Thursday, July 26, 2007

Elling: Trafalgar Studios, 24 July

When John Simm says that this play is 'sweet' - as he has during every single interview he's had to squirm his way through these last few weeks - you'd better believe him. Elling radiates warmth, and revels in the joy to be found in being different. But sweet can turn to saccharine when there is a complete lack of a villain, as there is here - unless, of course, you are provided with real belly laughs, along with that warm glow.
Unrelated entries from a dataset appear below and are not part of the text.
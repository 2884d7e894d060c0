//! Run-time errors

use crate::config::ConfigError;
use crate::event::LifecycleEvent;
use crate::run::StateError;
use stagecraft_kernel::{PluginId, RunId, Stage, TopologyError};

/// Orchestrator could not be built
#[derive(Debug, thiserror::Error)]
pub enum BuildError {
    /// Configuration out of range
    #[error(transparent)]
    Config(#[from] ConfigError),

    /// Plugins cannot be ordered
    #[error(transparent)]
    Topology(#[from] TopologyError),
}

/// Why a run ended in `errored`
#[derive(Debug, thiserror::Error)]
pub enum RunError {
    /// A plugin returned an error
    #[error("plugin {plugin_id} failed in stage {stage}: {cause}")]
    PluginExecution {
        /// Stage being executed
        stage: Stage,
        /// Failing plugin
        plugin_id: PluginId,
        /// Fault reported by the plugin
        #[source]
        cause: anyhow::Error,
    },

    /// Cancellation observed before a stage started
    #[error("run cancelled{}", .before.as_ref().map(|s| format!(" before stage {s}")).unwrap_or_default())]
    Cancelled {
        /// Stage that was about to start
        before: Option<Stage>,
    },

    /// Input shape does not fit the mode
    #[error("invalid input for {mode} mode: {reason}")]
    InvalidInput {
        /// Mode label
        mode: &'static str,
        /// Mismatch description
        reason: String,
    },

    /// Internal state machine violation
    #[error(transparent)]
    State(#[from] StateError),
}

impl RunError {
    /// Whether the run was cancelled
    #[inline]
    #[must_use]
    pub fn is_cancelled(&self) -> bool {
        matches!(self, Self::Cancelled { .. })
    }
}

/// Failed run with everything observed before the failure
#[derive(Debug, thiserror::Error)]
#[error("run {run_id} errored: {error}")]
pub struct OrchestratorError {
    /// Run that failed
    pub run_id: RunId,
    /// Cause
    #[source]
    pub error: RunError,
    /// Events emitted before the run ended
    pub events: Vec<LifecycleEvent>,
    /// Stages visited before the run ended
    pub stage_count: usize,
    /// Wall time in milliseconds
    pub elapsed_ms: u64,
}

impl OrchestratorError {
    /// Whether the run was cancelled
    #[inline]
    #[must_use]
    pub fn is_cancelled(&self) -> bool {
        self.error.is_cancelled()
    }

    /// `(stage, plugin)` of a plugin failure
    #[must_use]
    pub fn failed_plugin(&self) -> Option<(&Stage, &PluginId)> {
        match &self.error {
            RunError::PluginExecution {
                stage, plugin_id, ..
            } => Some((stage, plugin_id)),
            _ => None,
        }
    }
}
Elling, as we receive it, is an adaptation of a Norwegian play, which is based on an Oscar-nominated film, which in turn is based on a trilogy of books by Ingvar Ambjørnsen, and if anything has been lost in translation, then the original must have been a rare masterpiece. It follows Elling and Kjell Bjarne as they learn to live in a city-centre apartment given to them by social services - their first steps into The Real World, after being cocooned and contained within an institution. Elling is a poet, a theologian and a philosopher, but he also likes to sleep in the cupboard, and proclaims that neither public conveniences nor 'going out' are his forte. Obsessed with his mother, he has never got over, or even accepted her death. While Elling must cope with the angst of genius, Kjell Bjarne is driven by more mundane forces - the desire to 'get some chicks' and to eat. He may be less refined than Elling in his speech, but it soon becomes clear that his problems are not as severe, and his good heart slowly, gently coaxes Elling to do things he would never have been able to do his own.

This relationship is the classic odd couple set up, and none the less beautiful for it. Outside may be a world of crowds and friends and dangers - all of them new and scary - but they can at least start to face them together. The most gorgeous scene in the play comes at Christmas, when the two exchange gifts. As Kjell Bjarne hands over his present, Elling tentatively takes it in his hands and examines it with the look of someone who has just been presented the Holy Grail, glittering and sacred. The gift is stunning, a model of their apartment block made out of matchsticks, but Elling looks just as happy and grateful when it is still wrapped up, such is the importance of receiving a gift from his friend Kjell Bjarne - who, by the way, is equally thrilled with a pen containing a lady whose clothes come off when you turn it upside down.

The source material may have been wonderful, but the writing is here pitched absolutely perfectly, credit to adaptor Simon Bent. Many of the laughs he laughs do come from the ridiculous things that Elling and Kjell Bjarne say and do, but it can never be mean-spirited in the context of a play which imbues them with such humanity, and champions their daily triumphs, no matter how small. The quality of the writing is also evident in the gradual nature of the progress of the two. At first, Elling announces 'Mother did all the cooking - I was in charge of ideology' (one of the play's very best lines) but by the end they are functioning much more 'normally'; facing life's problems without being overwhelmed by them.

Let's move onto the performances, then, something I've been saving up until last. John Simm as Elling is, well, ridiculous. He puts on a silly voice, gesticulates wildly and contorts his face with every line. But it is amazing. Ridiculously amazing, without doubt one the finest central performances, comic or otherwise, I've seen. His timing is impeccable, knows exactly when to change from over-the-top to small and poignant, and inhabits the character (a gift for any actor, admitedly) to such an extent that John Simm disappears almost entirely. Did I spend the first few minutes looking for little glimpses of Sam Tyler, or listening out for a tiny Mancunian twang? Yes, of course, but he gave away nothing, and I'm glad. If anything, this huge strength of the production is almost a failing - Simm's performance is so odd and so impressive that it threatens to overwhelm the whole thing. It is to the credit of the other actors that he simply dominates it.

This play could just be an enjoyable two-hours' entertainment and nothing more, but thanks to the strength of the writing, and a central performance you won't forget in a hurry, you come out of the theatre feeling you've actually seen something incredibly special.

7 comments:

Matt_c said...

I keep on walking past the theatre and thinking, hmmmm, now that looks quite interesting.

Now I know.
Cheers.

AnnaWaits said...

Go for it :)

Interval Drinks said...

Absolutely, it's a wonderful play. Warm and uplifting and, yes, sweet - but not in a cloying way. Simm is superb - Elling is definitely one of the best things I've seen this year.

Lisa Rullsenberg said...

Oh to sweep off to London with ease...!

Dead envious! Sounds a treat.

AnnaWaits said...

You can find time! Then let me know and I'll come too! :)

Stu_n said...

I almost didn't realise how good John Simm had been until he stood up to take his bow at the end, flexed his shoulders... and turned back into John Simm.

Also, I have found myself saying "Holy shit!" quite a lot.

AnnaWaits said...

That little transformation for the bow was so cool! It was nice to see John Simm, even if it was just for a minute.